YOUR TASK: Restate the data below word for word, keeping each line intact.

Stored items:
—————

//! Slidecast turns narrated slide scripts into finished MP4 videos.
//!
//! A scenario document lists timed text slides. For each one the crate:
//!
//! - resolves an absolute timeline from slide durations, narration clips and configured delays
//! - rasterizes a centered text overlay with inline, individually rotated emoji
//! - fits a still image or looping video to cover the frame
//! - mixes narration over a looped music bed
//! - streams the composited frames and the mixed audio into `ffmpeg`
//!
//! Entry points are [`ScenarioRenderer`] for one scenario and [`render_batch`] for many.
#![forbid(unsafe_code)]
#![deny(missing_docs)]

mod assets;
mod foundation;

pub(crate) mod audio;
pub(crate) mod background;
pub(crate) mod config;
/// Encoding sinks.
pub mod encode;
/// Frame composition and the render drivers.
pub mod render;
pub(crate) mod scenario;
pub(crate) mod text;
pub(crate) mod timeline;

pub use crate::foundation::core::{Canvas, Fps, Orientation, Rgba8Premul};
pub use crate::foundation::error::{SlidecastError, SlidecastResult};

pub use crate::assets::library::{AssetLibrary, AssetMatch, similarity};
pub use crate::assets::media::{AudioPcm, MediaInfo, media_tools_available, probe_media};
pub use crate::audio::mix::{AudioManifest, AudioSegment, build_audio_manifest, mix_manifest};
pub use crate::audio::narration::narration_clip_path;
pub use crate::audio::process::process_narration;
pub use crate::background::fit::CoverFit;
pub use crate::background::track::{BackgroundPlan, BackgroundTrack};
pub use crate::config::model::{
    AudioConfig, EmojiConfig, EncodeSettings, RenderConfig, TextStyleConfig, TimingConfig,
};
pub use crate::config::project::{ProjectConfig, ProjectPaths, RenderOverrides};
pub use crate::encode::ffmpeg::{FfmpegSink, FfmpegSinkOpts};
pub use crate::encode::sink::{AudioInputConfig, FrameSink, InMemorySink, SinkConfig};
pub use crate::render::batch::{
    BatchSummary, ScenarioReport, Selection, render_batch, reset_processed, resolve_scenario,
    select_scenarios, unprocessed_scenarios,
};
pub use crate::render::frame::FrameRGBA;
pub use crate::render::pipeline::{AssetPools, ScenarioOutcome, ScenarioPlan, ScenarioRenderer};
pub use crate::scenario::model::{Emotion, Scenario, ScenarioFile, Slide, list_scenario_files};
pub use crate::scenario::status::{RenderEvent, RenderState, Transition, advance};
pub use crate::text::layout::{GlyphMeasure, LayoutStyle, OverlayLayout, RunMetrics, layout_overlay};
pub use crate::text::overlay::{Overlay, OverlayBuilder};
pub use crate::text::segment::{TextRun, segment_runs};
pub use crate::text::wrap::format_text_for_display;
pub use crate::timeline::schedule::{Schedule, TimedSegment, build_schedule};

—————

EXERCISE RESULT:
//! Slidecast turns narrated slide scripts into finished MP4 videos.
//!
//! A scenario document lists timed text slides. For each one the crate:
//!
//! - resolves an absolute timeline from slide durations, narration clips and configured delays
//! - rasterizes a centered text overlay with inline, individually rotated emoji
//! - fits a still image or looping video to cover the frame
//! - mixes narration over a looped music bed
//! - streams the composited frames and the mixed audio into `ffmpeg`
//!
//! Entry points are [`ScenarioRenderer`] for one scenario and [`render_batch`] for many.
#![forbid(unsafe_code)]
#![deny(missing_docs)]

mod assets;
mod foundation;

pub(crate) mod audio;
pub(crate) mod background;
pub(crate) mod config;
/// Encoding sinks.
pub mod encode;
/// Frame composition and the render drivers.
pub mod render;
pub(crate) mod scenario;
pub(crate) mod text;
pub(crate) mod timeline;

pub use crate::foundation::core::{Canvas, Fps, Orientation, Rgba8Premul};
pub use crate::foundation::error::{SlidecastError, SlidecastResult};

pub use crate::assets::library::{AssetLibrary, AssetMatch, similarity};
pub use crate::assets::media::{AudioPcm, MediaInfo, media_tools_available, probe_media};
pub use crate::audio::mix::{AudioManifest, AudioSegment, build_audio_manifest, mix_manifest};
pub use crate::audio::narration::narration_clip_path;
pub use crate::audio::process::process_narration;
pub use crate::background::fit::CoverFit;
pub use crate::background::track::{BackgroundPlan, BackgroundTrack};
pub use crate::config::model::{
    AudioConfig, EmojiConfig, EncodeSettings, RenderConfig, TextStyleConfig, TimingConfig,
};
pub use crate::config::project::{ProjectConfig, ProjectPaths, RenderOverrides};
pub use crate::encode::ffmpeg::{FfmpegSink, FfmpegSinkOpts};
pub use crate::encode::sink::{AudioInputConfig, FrameSink, InMemorySink, SinkConfig};
pub use crate::render::batch::{
    BatchSummary, ScenarioReport, Selection, render_batch, reset_processed, resolve_scenario,
    select_scenarios, unprocessed_scenarios,
};
pub use crate::render::frame::FrameRGBA;
pub use crate::render::pipeline::{AssetPools, ScenarioOutcome, ScenarioPlan, ScenarioRenderer};
pub use crate::scenario::model::{Emotion, Scenario, ScenarioFile, Slide, list_scenario_files};
pub use crate::scenario::status::{RenderEvent, RenderState, Transition, advance};
pub use crate::text::layout::{GlyphMeasure, LayoutStyle, OverlayLayout, RunMetrics, layout_overlay};
pub use crate::text::overlay::{Overlay, OverlayBuilder};
pub use crate::text::segment::{TextRun, segment_runs};
pub use crate::text::wrap::format_text_for_display;
pub use crate::timeline::schedule::{Schedule, TimedSegment, build_schedule};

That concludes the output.